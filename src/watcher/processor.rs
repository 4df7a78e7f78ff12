use super::StepReport;
use crate::{
    chain::{BlockRef, BlockTransaction, ResilientClient},
    error::{RpcError, WatcherError, WatcherResult},
    event::{EventPublisher, MatchEvent},
    filter::AddressFilter,
    repo::{ShardBlock, WatchStore},
    utils::AccountAddress,
};
use chrono::Utc;
use std::{collections::HashSet, sync::Arc};
use tokio_util::sync::CancellationToken;
use tracing::{debug, error, info, warn};

#[derive(Debug, Clone)]
pub struct ProcessorSettings {
    pub batch_size: usize,
    pub tx_fetch_limit: u32,
    pub tx_retry_limit: u32,
    pub log_filter_hits: bool,
}

impl Default for ProcessorSettings {
    fn default() -> Self {
        Self {
            batch_size: 100,
            tx_fetch_limit: 10_000,
            tx_retry_limit: 100_000,
            log_filter_hits: false,
        }
    }
}

#[derive(Debug, Default, Clone, PartialEq, Eq)]
pub struct ProcessReport {
    pub fetched: usize,
    /// Transactions read from processed blocks.
    pub scanned: usize,
    pub processed: usize,
    pub deferred: usize,
    pub events: usize,
    /// The batch was full and made progress, so more work is likely queued.
    pub backlog: bool,
}

impl StepReport for ProcessReport {
    fn is_quiet(&self) -> bool {
        self.fetched == 0
    }

    fn has_backlog(&self) -> bool {
        self.backlog
    }
}

enum BlockOutcome {
    Processed { txs: usize, events: usize },
    Deferred,
}

/// Drains pending shard blocks, matches their transactions against the
/// tracked set and publishes confirmed hits.
///
/// A block is marked processed only after every transaction was scanned and
/// its events were handed to the publisher. If marking fails the block is
/// scanned again later and its events are published again; consumers
/// de-duplicate by `tx_hash`.
pub struct BlockProcessor {
    client: Arc<ResilientClient>,
    store: Arc<dyn WatchStore>,
    filter: Arc<AddressFilter>,
    publisher: Arc<dyn EventPublisher>,
    settings: ProcessorSettings,
}

impl BlockProcessor {
    pub fn new(
        client: Arc<ResilientClient>,
        store: Arc<dyn WatchStore>,
        filter: Arc<AddressFilter>,
        publisher: Arc<dyn EventPublisher>,
        settings: ProcessorSettings,
    ) -> Self {
        Self {
            client,
            store,
            filter,
            publisher,
            settings,
        }
    }

    /// Processes one batch. Stops between blocks once `cancel` fires. When a
    /// block is deferred, later blocks of the same shard wait for the next
    /// step so a shard's events are never published out of order.
    pub async fn step(
        &self,
        cancel: &CancellationToken,
    ) -> WatcherResult<ProcessReport> {
        let blocks =
            self.store.list_unprocessed(self.settings.batch_size).await?;
        let mut report = ProcessReport {
            fetched: blocks.len(),
            ..Default::default()
        };
        let mut stalled: HashSet<(i32, i64)> = HashSet::new();

        for block in &blocks {
            if cancel.is_cancelled() {
                debug!("processor cancelled between blocks");
                break;
            }
            if stalled.contains(&(block.workchain, block.shard)) {
                report.deferred += 1;
                continue;
            }
            match self.process_block(block).await {
                Ok(BlockOutcome::Processed { txs, events }) => {
                    report.processed += 1;
                    report.scanned += txs;
                    report.events += events;
                    if events > 0 {
                        info!(
                            shard = block.shard,
                            seqno = block.seqno,
                            events,
                            "block matched tracked addresses"
                        );
                    }
                }
                Ok(BlockOutcome::Deferred) => {
                    report.deferred += 1;
                    stalled.insert((block.workchain, block.shard));
                }
                Err(e) if e.is_transient() => {
                    warn!(
                        workchain = block.workchain,
                        shard = block.shard,
                        seqno = block.seqno,
                        error = %e,
                        "block processing failed, will retry"
                    );
                    report.deferred += 1;
                    stalled.insert((block.workchain, block.shard));
                }
                Err(e) => {
                    error!(
                        workchain = block.workchain,
                        shard = block.shard,
                        seqno = block.seqno,
                        error = %e,
                        "block processing failed, will retry"
                    );
                    report.deferred += 1;
                    stalled.insert((block.workchain, block.shard));
                }
            }
        }
        report.backlog =
            report.fetched == self.settings.batch_size && report.processed > 0;
        Ok(report)
    }

    async fn process_block(
        &self,
        block: &ShardBlock,
    ) -> WatcherResult<BlockOutcome> {
        let block_ref = match self
            .client
            .lookup_block(block.workchain, block.shard, block.seqno)
            .await
        {
            Ok(r) => r,
            Err(RpcError::NotFound) => {
                debug!(
                    shard = block.shard,
                    seqno = block.seqno,
                    "block not available yet"
                );
                return Ok(BlockOutcome::Deferred);
            }
            Err(e) => return Err(WatcherError::rpc("lookupBlock")(e)),
        };

        let Some(txs) = self.fetch_transactions(&block_ref).await? else {
            return Ok(BlockOutcome::Deferred);
        };

        let events = if txs.is_empty() {
            Vec::new()
        } else {
            self.scan(&block_ref, &txs).await?
        };
        for event in &events {
            if let Err(e) = self.publisher.publish(event).await {
                warn!(
                    address = %event.address,
                    tx_hash = %event.tx_hash,
                    error = %e,
                    "failed to publish match event"
                );
            }
        }

        if !self.store.mark_processed(block.id).await? {
            debug!(id = block.id, "block was already marked processed");
        }
        Ok(BlockOutcome::Processed {
            txs: txs.len(),
            events: events.len(),
        })
    }

    /// `None` when the list stays truncated even at the retry limit.
    async fn fetch_transactions(
        &self,
        block: &BlockRef,
    ) -> WatcherResult<Option<Vec<BlockTransaction>>> {
        let op = "listBlockTransactions";
        match self
            .client
            .get_block_transactions(block, self.settings.tx_fetch_limit)
            .await
        {
            Ok(txs) => return Ok(Some(txs)),
            Err(RpcError::Incomplete { .. }) => {}
            Err(e) => return Err(WatcherError::rpc(op)(e)),
        }
        match self
            .client
            .get_block_transactions(block, self.settings.tx_retry_limit)
            .await
        {
            Ok(txs) => Ok(Some(txs)),
            Err(RpcError::Incomplete { returned }) => {
                warn!(
                    shard = block.shard,
                    seqno = block.seqno,
                    returned,
                    limit = self.settings.tx_retry_limit,
                    "transaction list still incomplete, deferring block"
                );
                Ok(None)
            }
            Err(e) => Err(WatcherError::rpc(op)(e)),
        }
    }

    async fn scan(
        &self,
        block: &BlockRef,
        txs: &[BlockTransaction],
    ) -> WatcherResult<Vec<MatchEvent>> {
        let mut events = Vec::new();
        for tx in txs {
            if !self.filter.might_contain(&tx.account) {
                continue;
            }
            let tracked = self
                .store
                .find_tracked_address(block.workchain, &tx.account)
                .await?;
            if self.settings.log_filter_hits {
                info!(
                    account = %tx.account,
                    confirmed = tracked.as_ref().is_some_and(|t| t.active),
                    "filter hit"
                );
            }
            // unknown or disabled: a false positive or stale filter bit
            if !tracked.is_some_and(|t| t.active) {
                continue;
            }
            events.push(MatchEvent {
                address: AccountAddress::new(block.workchain, tx.account),
                tx_hash: hex::encode(tx.hash),
                lt: tx.lt,
                workchain: block.workchain,
                shard: block.shard,
                seqno: block.seqno,
                detected_at: Utc::now(),
            });
        }
        Ok(events)
    }
}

════════

> **Assigned task**: Show the data once more, exactly as it was written.

> **Your response**:
filename src/watcher/processor.rs
repository 4df7a78e7f78ff12
use super::StepReport;
use crate::{
    chain::{BlockRef, BlockTransaction, ResilientClient},
    error::{RpcError, WatcherError, WatcherResult},
    event::{EventPublisher, MatchEvent},
    filter::AddressFilter,
    repo::{ShardBlock, WatchStore},
    utils::AccountAddress,
};
use chrono::Utc;
use std::{collections::HashSet, sync::Arc};
use tokio_util::sync::CancellationToken;
use tracing::{debug, error, info, warn};

#[derive(Debug, Clone)]
pub struct ProcessorSettings {
    pub batch_size: usize,
    pub tx_fetch_limit: u32,
    pub tx_retry_limit: u32,
    pub log_filter_hits: bool,
}

impl Default for ProcessorSettings {
    fn default() -> Self {
        Self {
            batch_size: 100,
            tx_fetch_limit: 10_000,
            tx_retry_limit: 100_000,
            log_filter_hits: false,
        }
    }
}

#[derive(Debug, Default, Clone, PartialEq, Eq)]
pub struct ProcessReport {
    pub fetched: usize,
    /// Transactions read from processed blocks.
    pub scanned: usize,
    pub processed: usize,
    pub deferred: usize,
    pub events: usize,
    /// The batch was full and made progress, so more work is likely queued.
    pub backlog: bool,
}

impl StepReport for ProcessReport {
    fn is_quiet(&self) -> bool {
        self.fetched == 0
    }

    fn has_backlog(&self) -> bool {
        self.backlog
    }
}

enum BlockOutcome {
    Processed { txs: usize, events: usize },
    Deferred,
}

/// Drains pending shard blocks, matches their transactions against the
/// tracked set and publishes confirmed hits.
///
/// A block is marked processed only after every transaction was scanned and
/// its events were handed to the publisher. If marking fails the block is
/// scanned again later and its events are published again; consumers
/// de-duplicate by `tx_hash`.
pub struct BlockProcessor {
    client: Arc<ResilientClient>,
    store: Arc<dyn WatchStore>,
    filter: Arc<AddressFilter>,
    publisher: Arc<dyn EventPublisher>,
    settings: ProcessorSettings,
}

impl BlockProcessor {
    pub fn new(
        client: Arc<ResilientClient>,
        store: Arc<dyn WatchStore>,
        filter: Arc<AddressFilter>,
        publisher: Arc<dyn EventPublisher>,
        settings: ProcessorSettings,
    ) -> Self {
        Self {
            client,
            store,
            filter,
            publisher,
            settings,
        }
    }

    /// Processes one batch. Stops between blocks once `cancel` fires. When a
    /// block is deferred, later blocks of the same shard wait for the next
    /// step so a shard's events are never published out of order.
    pub async fn step(
        &self,
        cancel: &CancellationToken,
    ) -> WatcherResult<ProcessReport> {
        let blocks =
            self.store.list_unprocessed(self.settings.batch_size).await?;
        let mut report = ProcessReport {
            fetched: blocks.len(),
            ..Default::default()
        };
        let mut stalled: HashSet<(i32, i64)> = HashSet::new();

        for block in &blocks {
            if cancel.is_cancelled() {
                debug!("processor cancelled between blocks");
                break;
            }
            if stalled.contains(&(block.workchain, block.shard)) {
                report.deferred += 1;
                continue;
            }
            match self.process_block(block).await {
                Ok(BlockOutcome::Processed { txs, events }) => {
                    report.processed += 1;
                    report.scanned += txs;
                    report.events += events;
                    if events > 0 {
                        info!(
                            shard = block.shard,
                            seqno = block.seqno,
                            events,
                            "block matched tracked addresses"
                        );
                    }
                }
                Ok(BlockOutcome::Deferred) => {
                    report.deferred += 1;
                    stalled.insert((block.workchain, block.shard));
                }
                Err(e) if e.is_transient() => {
                    warn!(
                        workchain = block.workchain,
                        shard = block.shard,
                        seqno = block.seqno,
                        error = %e,
                        "block processing failed, will retry"
                    );
                    report.deferred += 1;
                    stalled.insert((block.workchain, block.shard));
                }
                Err(e) => {
                    error!(
                        workchain = block.workchain,
                        shard = block.shard,
                        seqno = block.seqno,
                        error = %e,
                        "block processing failed, will retry"
                    );
                    report.deferred += 1;
                    stalled.insert((block.workchain, block.shard));
                }
            }
        }
        report.backlog =
            report.fetched == self.settings.batch_size && report.processed > 0;
        Ok(report)
    }

    async fn process_block(
        &self,
        block: &ShardBlock,
    ) -> WatcherResult<BlockOutcome> {
        let block_ref = match self
            .client
            .lookup_block(block.workchain, block.shard, block.seqno)
            .await
        {
            Ok(r) => r,
            Err(RpcError::NotFound) => {
                debug!(
                    shard = block.shard,
                    seqno = block.seqno,
                    "block not available yet"
                );
                return Ok(BlockOutcome::Deferred);
            }
            Err(e) => return Err(WatcherError::rpc("lookupBlock")(e)),
        };

        let Some(txs) = self.fetch_transactions(&block_ref).await? else {
            return Ok(BlockOutcome::Deferred);
        };

        let events = if txs.is_empty() {
            Vec::new()
        } else {
            self.scan(&block_ref, &txs).await?
        };
        for event in &events {
            if let Err(e) = self.publisher.publish(event).await {
                warn!(
                    address = %event.address,
                    tx_hash = %event.tx_hash,
                    error = %e,
                    "failed to publish match event"
                );
            }
        }

        if !self.store.mark_processed(block.id).await? {
            debug!(id = block.id, "block was already marked processed");
        }
        Ok(BlockOutcome::Processed {
            txs: txs.len(),
            events: events.len(),
        })
    }

    /// `None` when the list stays truncated even at the retry limit.
    async fn fetch_transactions(
        &self,
        block: &BlockRef,
    ) -> WatcherResult<Option<Vec<BlockTransaction>>> {
        let op = "listBlockTransactions";
        match self
            .client
            .get_block_transactions(block, self.settings.tx_fetch_limit)
            .await
        {
            Ok(txs) => return Ok(Some(txs)),
            Err(RpcError::Incomplete { .. }) => {}
            Err(e) => return Err(WatcherError::rpc(op)(e)),
        }
        match self
            .client
            .get_block_transactions(block, self.settings.tx_retry_limit)
            .await
        {
            Ok(txs) => Ok(Some(txs)),
            Err(RpcError::Incomplete { returned }) => {
                warn!(
                    shard = block.shard,
                    seqno = block.seqno,
                    returned,
                    limit = self.settings.tx_retry_limit,
                    "transaction list still incomplete, deferring block"
                );
                Ok(None)
            }
            Err(e) => Err(WatcherError::rpc(op)(e)),
        }
    }

    async fn scan(
        &self,
        block: &BlockRef,
        txs: &[BlockTransaction],
    ) -> WatcherResult<Vec<MatchEvent>> {
        let mut events = Vec::new();
        for tx in txs {
            if !self.filter.might_contain(&tx.account) {
                continue;
            }
            let tracked = self
                .store
                .find_tracked_address(block.workchain, &tx.account)
                .await?;
            if self.settings.log_filter_hits {
                info!(
                    account = %tx.account,
                    confirmed = tracked.as_ref().is_some_and(|t| t.active),
                    "filter hit"
                );
            }
            // unknown or disabled: a false positive or stale filter bit
            if !tracked.is_some_and(|t| t.active) {
                continue;
            }
            events.push(MatchEvent {
                address: AccountAddress::new(block.workchain, tx.account),
                tx_hash: hex::encode(tx.hash),
                lt: tx.lt,
                workchain: block.workchain,
                shard: block.shard,
                seqno: block.seqno,
                detected_at: Utc::now(),
            });
        }
        Ok(events)
    }
}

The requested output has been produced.